Birthrates


American economic growth from colonial times to present has always been driven by population growth. There are three factors that trigger population growth in America; birthrate, death rate and immigration. The will be focus on birthrate and death rate in the colonial period. Birthrate in earlier America was determined by people marrying at an early age and as noted by Beaujour, a former French Consular Official to the United States in1814, marriages in America were much easier than Europe because the means of substance was in abundant. As a result Americans have the liberty to raise a family the size of their preference because of the lack of motivation to limit human reproduction. Birthrate had noticeably fallen throughout the course of the nineteenth century the birthrate was almost halved, falling to thirty per thousand by 1909 and dropping below twenty per thousand in the 1930s and in recent times. (Atack Passel)
The nineteen century birth decline can be attributed to the differences and how and where people lived. But the real explanation to birthrate is the access to land, since agriculture was the main source of employment and real estate the major source of wealth in America in the first three quarters of the nineteenth century, therefore, land constituted an economic prospect for most people. The thought of having large families was discourage by urban overcrowding in urban areas along with the growth of the industrialization that opens doors and create employment opportunity for women outside the home. As a result the opportunity cost of having children was raised.
As explain in Atack and Passel land opportunity was in abundant on the growing frontier and entry costs were very low. The clearing of land to make farm on the frontier involve large inputs of labor over a number of years and the pattern of crop cultivation and animal 20husbandry created numerous employment opportunities for family members of all ages therefore increase the demand for labor on the frontier. This was reflected in the high wages and numerous complaints of labor shortage at the time. For the farm family the only way to resolve this problem was by producing its own labor force just as it produced its own work supply and livestock. At the start of the nineteenth century entry for the Northeast was controlled because of land shortage.

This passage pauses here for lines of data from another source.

use crate::application::payment_service::{PaymentService, path_segment};
use crate::domain::errors::{PaymentError, PaymentResult};
use crate::domain::{
    BillDownload, MerchantIdentity, ReceiverDescriptor, ReceiverType, RelationType, ReturnOrderDescriptor,
    SharingOrderDescriptor, TarType, Terminal, UnfreezeDescriptor,
};
use crate::ports::wechat_pay_port::{UpstreamRequest, WeChatPayPort};
use chrono::NaiveDate;
use serde::Serialize;
use serde_json::{Map, Value};
use sha1::{Digest, Sha1};
use std::sync::Arc;
use tracing::{info, warn};

const ORDERS_PATH: &str = "/v3/profitsharing/orders";
const RETURN_ORDERS_PATH: &str = "/v3/profitsharing/return-orders";
const RECEIVERS_PATH: &str = "/v3/profitsharing/receivers";

#[derive(Debug, Serialize)]
struct OrderBody<'a> {
    appid: &'a str,
    transaction_id: &'a str,
    out_order_no: &'a str,
    receivers: Vec<ReceiverAmount<'a>>,
    unfreeze_unsplit: bool,
}

#[derive(Debug, Serialize)]
struct ReceiverAmount<'a> {
    #[serde(rename = "type")]
    receiver_type: ReceiverType,
    account: &'a str,
    #[serde(skip_serializing_if = "Option::is_none")]
    name: Option<&'a str>,
    amount: i64,
    description: &'a str,
}

#[derive(Debug, Serialize)]
struct ReturnBody<'a> {
    #[serde(skip_serializing_if = "Option::is_none")]
    order_id: Option<&'a str>,
    #[serde(skip_serializing_if = "Option::is_none")]
    out_order_no: Option<&'a str>,
    out_return_no: &'a str,
    return_mchid: &'a str,
    amount: i64,
    description: &'a str,
}

#[derive(Debug, Serialize)]
struct AddReceiverBody<'a> {
    appid: &'a str,
    #[serde(rename = "type")]
    receiver_type: ReceiverType,
    account: &'a str,
    #[serde(skip_serializing_if = "Option::is_none")]
    name: Option<&'a str>,
    relation_type: RelationType,
    #[serde(skip_serializing_if = "Option::is_none")]
    custom_relation: Option<&'a str>,
}

#[derive(Debug, Serialize)]
struct DeleteReceiverBody<'a> {
    appid: &'a str,
    #[serde(rename = "type")]
    receiver_type: ReceiverType,
    account: &'a str,
}

/// 普通商户分账
///
/// 交易成功的资金按周期分给合作方、员工或用户。下单时需带 `profit_sharing = true`。
pub struct ProfitSharingService<T: WeChatPayPort> {
    payments: Arc<PaymentService<T>>,
}

impl<T: WeChatPayPort> ProfitSharingService<T> {
    pub fn new(payments: Arc<PaymentService<T>>) -> Self {
        Self { payments }
    }

    /// 请求分账
    pub async fn create_order(
        &self,
        terminal: Option<Terminal>,
        order: &SharingOrderDescriptor,
    ) -> PaymentResult<Map<String, Value>> {
        let amounts = order.validate()?;
        let merchant = self.payments.merchant(terminal)?;

        let receivers = order
            .receivers
            .iter()
            .zip(&amounts)
            .map(|(receiver, amount)| ReceiverAmount {
                receiver_type: receiver.receiver_type,
                account: &receiver.account,
                name: receiver.name.as_deref().filter(|n| !n.is_empty()),
                amount: amount.to_cents(),
                description: &receiver.description,
            })
            .collect();

        let request = UpstreamRequest::post_json(
            ORDERS_PATH,
            &OrderBody {
                appid: app_id(&merchant)?,
                transaction_id: &order.transaction_id,
                out_order_no: &order.out_order_no,
                receivers,
                unfreeze_unsplit: order.unfreeze_unsplit,
            },
        )?;

        let result = self.payments.call(&merchant, &request).await?;
        let total: i64 = amounts.iter().map(|m| m.to_cents()).sum();
        info!(
            transaction_id = %order.transaction_id,
            out_order_no = %order.out_order_no,
            receivers = amounts.len(),
            total,
            "Profit sharing requested"
        );
        Ok(result)
    }

    /// 查询分账结果（含解冻剩余资金的结果）
    pub async fn query_order(
        &self,
        terminal: Option<Terminal>,
        transaction_id: &str,
        out_order_no: &str,
    ) -> PaymentResult<Map<String, Value>> {
        let merchant = self.payments.merchant(terminal)?;
        let path = format!(
            "{}/{}?transaction_id={}",
            ORDERS_PATH,
            path_segment(out_order_no)?,
            path_segment(transaction_id)?
        );
        self.payments.call(&merchant, &UpstreamRequest::get(path)).await
    }

    /// 请求分账回退
    pub async fn create_return_order(
        &self,
        terminal: Option<Terminal>,
        order: &ReturnOrderDescriptor,
    ) -> PaymentResult<Map<String, Value>> {
        let amount = order.validate()?;
        let merchant = self.payments.merchant(terminal)?;

        let request = UpstreamRequest::post_json(
            RETURN_ORDERS_PATH,
            &ReturnBody {
                order_id: order.order_id.as_deref(),
                out_order_no: order.out_order_no.as_deref(),
                out_return_no: &order.out_return_no,
                return_mchid: &order.return_mchid,
                amount: amount.to_cents(),
                description: &order.description,
            },
        )?;

        let result = self.payments.call(&merchant, &request).await?;
        info!(out_return_no = %order.out_return_no, amount = %amount, "Profit sharing return requested");
        Ok(result)
    }

    /// 查询分账回退结果
    pub async fn query_return_order(
        &self,
        terminal: Option<Terminal>,
        out_return_no: &str,
        out_order_no: &str,
    ) -> PaymentResult<Map<String, Value>> {
        let merchant = self.payments.merchant(terminal)?;
        let path = format!(
            "{}/{}?out_order_no={}",
            RETURN_ORDERS_PATH,
            path_segment(out_return_no)?,
            path_segment(out_order_no)?
        );
        self.payments.call(&merchant, &UpstreamRequest::get(path)).await
    }

    /// 解冻剩余资金，异步处理，结果通过 `query_order` 获取
    pub async fn unfreeze_order(
        &self,
        terminal: Option<Terminal>,
        unfreeze: &UnfreezeDescriptor,
    ) -> PaymentResult<Map<String, Value>> {
        path_segment(&unfreeze.transaction_id)?;
        path_segment(&unfreeze.out_order_no)?;
        if unfreeze.description.is_empty() {
            return Err(PaymentError::Validation("description is required".to_string()));
        }

        let merchant = self.payments.merchant(terminal)?;
        let request = UpstreamRequest::post_json(format!("{}/unfreeze", ORDERS_PATH), unfreeze)?;
        self.payments.call(&merchant, &request).await
    }

    /// 查询订单剩余待分金额
    pub async fn query_order_amount(
        &self,
        terminal: Option<Terminal>,
        transaction_id: &str,
    ) -> PaymentResult<Map<String, Value>> {
        let merchant = self.payments.merchant(terminal)?;
        let path = format!(
            "/v3/profitsharing/transactions/{}/amounts",
            path_segment(transaction_id)?
        );
        self.payments.call(&merchant, &UpstreamRequest::get(path)).await
    }

    /// 添加分账接收方
    pub async fn add_receiver(
        &self,
        terminal: Option<Terminal>,
        receiver: &ReceiverDescriptor,
    ) -> PaymentResult<Map<String, Value>> {
        receiver.validate()?;
        let merchant = self.payments.merchant(terminal)?;

        let request = UpstreamRequest::post_json(
            format!("{}/add", RECEIVERS_PATH),
            &AddReceiverBody {
                appid: app_id(&merchant)?,
                receiver_type: receiver.receiver_type,
                account: &receiver.account,
                name: receiver.name.as_deref().filter(|n| !n.is_empty()),
                relation_type: receiver.relation_type,
                custom_relation: receiver.custom_relation.as_deref().filter(|c| !c.is_empty()),
            },
        )?;

        let result = self.payments.call(&merchant, &request).await?;
        info!(account = %receiver.account, relation_type = ?receiver.relation_type, "Profit sharing receiver added");
        Ok(result)
    }

    /// 删除分账接收方
    pub async fn delete_receiver(
        &self,
        terminal: Option<Terminal>,
        receiver_type: ReceiverType,
        account: &str,
    ) -> PaymentResult<Map<String, Value>> {
        if account.is_empty() {
            return Err(PaymentError::Validation("Receiver account is required".to_string()));
        }
        let merchant = self.payments.merchant(terminal)?;

        let request = UpstreamRequest::post_json(
            format!("{}/delete", RECEIVERS_PATH),
            &DeleteReceiverBody {
                appid: app_id(&merchant)?,
                receiver_type,
                account,
            },
        )?;

        let result = self.payments.call(&merchant, &request).await?;
        info!(account, "Profit sharing receiver deleted");
        Ok(result)
    }

    /// 申请分账账单，仅支持三个月内
    pub async fn bills(
        &self,
        terminal: Option<Terminal>,
        bill_date: NaiveDate,
        tar_type: Option<TarType>,
    ) -> PaymentResult<BillDownload> {
        let merchant = self.payments.merchant(terminal)?;
        let mut path = format!("/v3/profitsharing/bills?bill_date={}", bill_date.format("%Y-%m-%d"));
        if let Some(TarType::Gzip) = tar_type {
            path.push_str("&tar_type=GZIP");
        }

        let result = self.payments.call(&merchant, &UpstreamRequest::get(path)).await?;
        Ok(serde_json::from_value(Value::Object(result))?)
    }

    /// 下载账单并校验摘要，返回原始文件内容
    pub async fn download_bill(&self, terminal: Option<Terminal>, bill: &BillDownload) -> PaymentResult<Vec<u8>> {
        if !bill.hash_type.eq_ignore_ascii_case("SHA1") {
            return Err(PaymentError::Validation(format!(
                "Unsupported bill hash_type: {}",
                bill.hash_type
            )));
        }

        let merchant = self.payments.merchant(terminal)?;
        let path = download_path(&merchant, &bill.download_url)?;
        let response = self.payments.fetch(&merchant, &UpstreamRequest::get(path)).await?;

        let digest = format!("{:x}", Sha1::digest(&response.raw));
        if !digest.eq_ignore_ascii_case(&bill.hash_value) {
            warn!(expected = %bill.hash_value, actual = %digest, "Bill hash mismatch");
            return Err(PaymentError::upstream("BILL_HASH_MISMATCH", "Bill file hash mismatch"));
        }

        Ok(response.raw)
    }
}

fn app_id(merchant: &MerchantIdentity) -> PaymentResult<&str> {
    merchant
        .appid
        .as_deref()
        .filter(|id| !id.is_empty())
        .ok_or(PaymentError::MissingAppId)
}

/// 下载地址必须指向商户配置的网关，只取路径参与签名
fn download_path(merchant: &MerchantIdentity, download_url: &str) -> PaymentResult<String> {
    download_url
        .strip_prefix(merchant.base_url.trim_end_matches('/'))
        .filter(|path| path.starts_with('/'))
        .map(str::to_string)
        .ok_or_else(|| PaymentError::Validation(format!("Unexpected bill download url: {}", download_url)))
}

In the south economic opportunities were less accessible because slavery created a barrier to entry into the most money-making southern farming. While the link between land accessibility and economic prospect seem clearly recognized, a generally adequate measure of land has proved to be vague. Cropland was one of the measures in 1949 to measure land accessibility in the pre-civil War America and by the number of farm in 1880. Fertility rate begin to decline in 1860 not long after intensive settlement begin, perhaps when 20 to 40 percent of the cultivable farm land began was settled. Farmers in the nineteenth century were more well- to-do for the most part in the current wealth distribution. They were more interesting in preserving their wealth than dispersing it. A typical farm was family own by many generations and the inheritance was equal by all blood tie relative. Children did contribute to farm production by the age of seven to twelve teenage male were just as valuable in the more settled areas. The idea was that children from the frontier was expected to be more valuable because there more all kind of opportunities there. As the idea that children would stay around to care for parent in old age decreases, the value that parent put on children as security decreases as well. As a result rational parent would change the norm by having fewer children. Women in their mid to late thirties stop having children and postponed early marriages until late in life. Hence, the fertility rate was reducing by limiting the number of children a woman could bear.





Death Rates


In the colonial period there was no system of nationwide registration of births and deaths until the 1930s. This makes it lesser problem estimating birth versus death rates, birth could be estimated by the presence of a person, while deaths were simply marked by inexplicable absence of an individual. As a result less is known about crude death rates than crude birthrates. In the 1700 the death rates was about forty per thousand and the natural rate increase of the population was about 1.5 percent. Death rates for white had fallen more than 40 percent to about thirty-three per thousand. In the 1900 the natural rate of increase of the population fell about 1.3 because both death and birth rates had significantly dropped. This drop in mortality can be attributed to the wide-ranging age of the population in the nineteenth century and on. This shift can affect the crude death rate because persons in each group age have disparity risk of dying, whether from aging, malady, childbirth or accident. Life expectancy began to increase as improvement of sanitation in the provision of safe water and milk supply. Children by the age of ten no longer face a greater threat to life. Another reason for the decline in death rate was the improvement in medical care and knowledge, and improvement in personal hygiene and sanitation. Most the public health changes were taken place in rural areas.


Passell, A. &. (1994). A New Economic view of American History. New York: Norton & Company, Inc.